To avoid out-of-memory error use DataFrame.take() or DataFrame.tail() methods

author_data.take(1)
[Row(name='John', surname='Doe', book='The Great Gatsby', price=1000.0, rating=5)]

Convert pyspark dataframe to a pandas dataframe

pandas_df = author_data.toPandas()
type(pandas_df)
pandas.core.frame.DataFrame
type(author_data)
pyspark.sql.dataframe.DataFrame

Selecting and Accessing Data

from pyspark.sql import column
from pyspark.sql.functions import upper
author_data.select("book").show()
+--------------------+
|                book|
+--------------------+
|    The Great Gatsby|
|To Kill a Mocking...|
| Pride and Prejudice|
|The Catcher in th...|
|           Moby-Dick|
|   Wuthering Heights|
|                1984|
|         The Odyssey|
|       War and Peace|
|   The Divine Comedy|
+--------------------+
# Creating a new column from existing column
author_data.withColumn('upper_title', upper(author_data.book)).show()
+--------+--------+--------------------+-------+------+--------------------+
|    name| surname|                book|  price|rating|         upper_title|
+--------+--------+--------------------+-------+------+--------------------+
|    John|     Doe|    The Great Gatsby| 1000.0|     5|    THE GREAT GATSBY|
|    Jane|   Smith|To Kill a Mocking...|1200.05|     3|TO KILL A MOCKING...|
|     Bob| Johnson| Pride and Prejudice| 800.05|     4| PRIDE AND PREJUDICE|
|   Alice|   Davis|The Catcher in th...|  900.0|     2|THE CATCHER IN TH...|
| Charlie|   Brown|           Moby-Dick|  700.3|     6|           MOBY-DICK|
|   Emily|  Wilson|   Wuthering Heights|1100.05|     1|   WUTHERING HEIGHTS|
|   Frank|  Garcia|                1984|1300.06|     7|                1984|
|   Grace|Martinez|         The Odyssey|  600.0|     3|         THE ODYSSEY|
|   Henry|Anderson|       War and Peace|1400.75|     8|       WAR AND PEACE|
|Isabella|  Taylor|   The Divine Comedy|  500.0|     2|   THE DIVINE COMEDY|
+--------+--------+--------------------+-------+------+--------------------+
# Filtering the data
author_data.filter(author_data.price > 1000).show()
+-----+--------+--------------------+-------+------+
| name| surname|                book|  price|rating|
+-----+--------+--------------------+-------+------+
| Jane|   Smith|To Kill a Mocking...|1200.05|     3|
|Emily|  Wilson|   Wuthering Heights|1100.05|     1|
|Frank|  Garcia|                1984|1300.06|     7|
|Henry|Anderson|       War and Peace|1400.75|     8|
+-----+--------+--------------------+-------+------+

Applying a Function

  • pyspark supports User Defined Functions (UDFs)
import pandas as pd
from pyspark.sql.functions import pandas_udf

@pandas_udf('long') is a decorator used to define a Pandas UDF (User-Defined Function) in PySpark. The 'long' argument specifies the return type of the UDF. In this case, it indicates that the UDF returns a value of type long, which is an alias for bigint in PySpark.

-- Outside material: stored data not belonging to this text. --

use sitefeed_types::MentionSuggestion;

use super::directory::MentionDirectory;
use super::parser;

/// Keys the composer reacts to while the suggestion panel is open.
#[derive(Debug, Clone, Copy, PartialEq, Eq)]
pub enum ComposerKey {
    Up,
    Down,
    Enter,
    Tab,
    Escape,
}

/// Open suggestion panel: the active trigger plus the filtered candidates.
#[derive(Debug, Clone)]
pub struct SuggestionPanel {
    /// Char index of the `@` in the buffer.
    pub trigger_start: usize,
    /// Lower-cased partial query.
    pub query: String,
    pub candidates: Vec<MentionSuggestion>,
    /// Selected index, always within `[0, candidates.len())` when
    /// candidates are non-empty.
    pub selected: usize,
    /// True until the directory has resolved; typing is never blocked.
    pub loading: bool,
}

/// Binds the mention parser and the shared directory to a text buffer.
///
/// Two states: idle (no panel) and suggesting (panel open). The UI layer
/// mirrors its input buffer in via [`set_text`](Composer::set_text) after
/// every edit and forwards navigation keys; everything else is derived.
pub struct Composer {
    text: String,
    cursor: usize,
    directory: MentionDirectory,
    roster: Option<Vec<MentionSuggestion>>,
    panel: Option<SuggestionPanel>,
    /// Bumped whenever the panel closes; stale async roster deliveries
    /// check it before touching state (see [`apply_roster`](Composer::apply_roster)).
    generation: u64,
}

impl Composer {
    pub fn new(directory: MentionDirectory) -> Self {
        Self {
            text: String::new(),
            cursor: 0,
            directory,
            roster: None,
            panel: None,
            generation: 0,
        }
    }

    pub fn text(&self) -> &str {
        &self.text
    }

    /// Caret position as a char index.
    pub fn cursor(&self) -> usize {
        self.cursor
    }

    pub fn panel(&self) -> Option<&SuggestionPanel> {
        self.panel.as_ref()
    }

    pub fn is_suggesting(&self) -> bool {
        self.panel.is_some()
    }

    /// Mirror the input buffer after an edit and re-run trigger detection.
    /// Opens, updates, or closes the suggestion panel accordingly.
    pub fn set_text(&mut self, text: impl Into<String>, cursor: usize) {
        self.text = text.into();
        self.cursor = cursor.min(self.text.chars().count());

        match parser::detect_trigger(&self.text, self.cursor) {
            Some(trigger) => {
                let query_changed = self
                    .panel
                    .as_ref()
                    .map(|p| p.query != trigger.query)
                    .unwrap_or(true);

                let (candidates, loading) = match &self.roster {
                    Some(roster) => (
                        parser::filter(roster, &trigger.query)
                            .into_iter()
                            .cloned()
                            .collect::<Vec<_>>(),
                        false,
                    ),
                    None => (Vec::new(), true),
                };

                let selected = if query_changed {
                    0
                } else {
                    self.panel
                        .as_ref()
                        .map(|p| p.selected)
                        .unwrap_or(0)
                        .min(candidates.len().saturating_sub(1))
                };

                self.panel = Some(SuggestionPanel {
                    trigger_start: trigger.start,
                    query: trigger.query,
                    candidates,
                    selected,
                    loading,
                });
            }
            None => {
                if self.panel.is_some() {
                    self.close_panel();
                }
            }
        }
    }

    /// Token to pair with a later [`apply_roster`](Composer::apply_roster) call.
    pub fn refresh_token(&self) -> u64 {
        self.generation
    }

    /// Deliver a roster fetched asynchronously. Ignored when `token` is
    /// stale, i.e. the panel was dismissed (or the composer torn down and
    /// reused) while the fetch was in flight.
    pub fn apply_roster(&mut self, token: u64, roster: Vec<MentionSuggestion>) {
        if token != self.generation {
            log::debug!("discarding stale mention roster delivery");
            return;
        }
        self.roster = Some(roster);
        if let Some(panel) = &mut self.panel {
            let roster = self.roster.as_deref().unwrap_or(&[]);
            panel.candidates = parser::filter(roster, &panel.query)
                .into_iter()
                .cloned()
                .collect();
            panel.selected = panel.selected.min(panel.candidates.len().saturating_sub(1));
            panel.loading = false;
        }
    }

    /// Resolve the shared directory and feed it into the open panel.
    pub async fn refresh(&mut self) {
        let token = self.refresh_token();
        let roster = self.directory.ensure_loaded().await;
        self.apply_roster(token, roster);
    }

    /// Handle a navigation key. Returns true when the key was consumed;
    /// keys are inert while no panel is open.
    pub fn handle_key(&mut self, key: ComposerKey) -> bool {
        if self.panel.is_none() {
            return false;
        }
        match key {
            ComposerKey::Up => {
                if let Some(panel) = &mut self.panel {
                    let len = panel.candidates.len();
                    if len > 0 {
                        panel.selected = (panel.selected + len - 1) % len;
                    }
                }
                true
            }
            ComposerKey::Down => {
                if let Some(panel) = &mut self.panel {
                    let len = panel.candidates.len();
                    if len > 0 {
                        panel.selected = (panel.selected + 1) % len;
                    }
                }
                true
            }
            ComposerKey::Enter | ComposerKey::Tab => {
                self.accept_selected();
                true
            }
            ComposerKey::Escape => {
                self.dismiss();
                true
            }
        }
    }

    /// Accept the highlighted suggestion, splicing the mention into the
    /// buffer. A no-op when the candidate list is empty.
    pub fn accept_selected(&mut self) {
        let Some(panel) = &self.panel else {
            return;
        };
        let Some(chosen) = panel.candidates.get(panel.selected).cloned() else {
            return;
        };

        // Span length is what the user actually typed, not the lowercased
        // query (case folding can change char counts).
        let query_len = self.cursor - (panel.trigger_start + 1);
        let replacement =
            parser::build_replacement(&self.text, panel.trigger_start, query_len, &chosen);
        self.text = replacement.text;
        self.cursor = replacement.caret;
        self.close_panel();
    }

    /// Close the panel without accepting; also the hook for focus loss
    /// and teardown so in-flight roster deliveries are cancelled.
    pub fn dismiss(&mut self) {
        if self.panel.is_some() {
            self.close_panel();
        } else {
            // Still invalidate pending deliveries on teardown
            self.generation += 1;
        }
    }

    fn close_panel(&mut self) {
        self.panel = None;
        self.generation += 1;
    }
}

Pandas UDFs allow you to use Pandas functions in PySpark and can provide significant performance improvements over regular UDFs. The return type must be specified when defining a Pandas UDF so that PySpark can correctly handle the data returned by the function.

@pandas_udf('long')
def pandas_multiply_ten(series: pd.Series) -> pd.Series:
    return series*10
author_data.select(author_data.price,pandas_multiply_ten(author_data.price)).show()
                                                                                
+-------+--------------------------+
|  price|pandas_multiply_ten(price)|
+-------+--------------------------+
| 1000.0|                     10000|
|1200.05|                     12000|
| 800.05|                      8000|
|  900.0|                      9000|
|  700.3|                      7003|
|1100.05|                     11000|
|1300.06|                     13000|
|  600.0|                      6000|
|1400.75|                     14007|
|  500.0|                      5000|
+-------+--------------------------+
price_df = author_data.select(author_data.price,pandas_multiply_ten(author_data.price))
type(price_df)
pyspark.sql.dataframe.DataFrame

Grouping

data = [
    ("A", 1, 100),
    ("B", 2, 200),
    ("A", 3, 300),
    ("B", 4, 400),
    ("C", 5, 500)
]
df = spark.createDataFrame(data,["key", "value1", "value2"])
df.show()
+---+------+------+
|key|value1|value2|
+---+------+------+
|  A|     1|   100|
|  B|     2|   200|
|  A|     3|   300|
|  B|     4|   400|
|  C|     5|   500|
+---+------+------+
df.groupby('key').avg().show()
+---+-----------+-----------+
|key|avg(value1)|avg(value2)|
+---+-----------+-----------+
|  A|        2.0|      200.0|
|  B|        3.0|      300.0|
|  C|        5.0|      500.0|
+---+-----------+-----------+

Saving the data

Save in CSV Format

df.write.csv('output.csv',header=True)
spark.read.csv('output.csv',header=True).show()
+---+------+------+
|key|value1|value2|
+---+------+------+
|  B|     4|   400|
|  A|     3|   300|
|  B|     2|   200|
|  A|     1|   100|
|  C|     5|   500|
+---+------+------+

Save in Parquet Format

df.write.parquet('output.parquet')
spark.read.parquet('output.parquet').show()
+---+------+------+
|key|value1|value2|
+---+------+------+
|  A|     1|   100|
|  B|     4|   400|
|  A|     3|   300|
|  B|     2|   200|
|  C|     5|   500|
+---+------+------+

Save in ORC format

df.write.orc('output.orc')
spark.read.orc('output.orc').show()
+---+------+------+
|key|value1|value2|
+---+------+------+
|  C|     5|   500|
|  B|     2|   200|
|  B|     4|   400|
|  A|     3|   300|
|  A|     1|   100|
+---+------+------+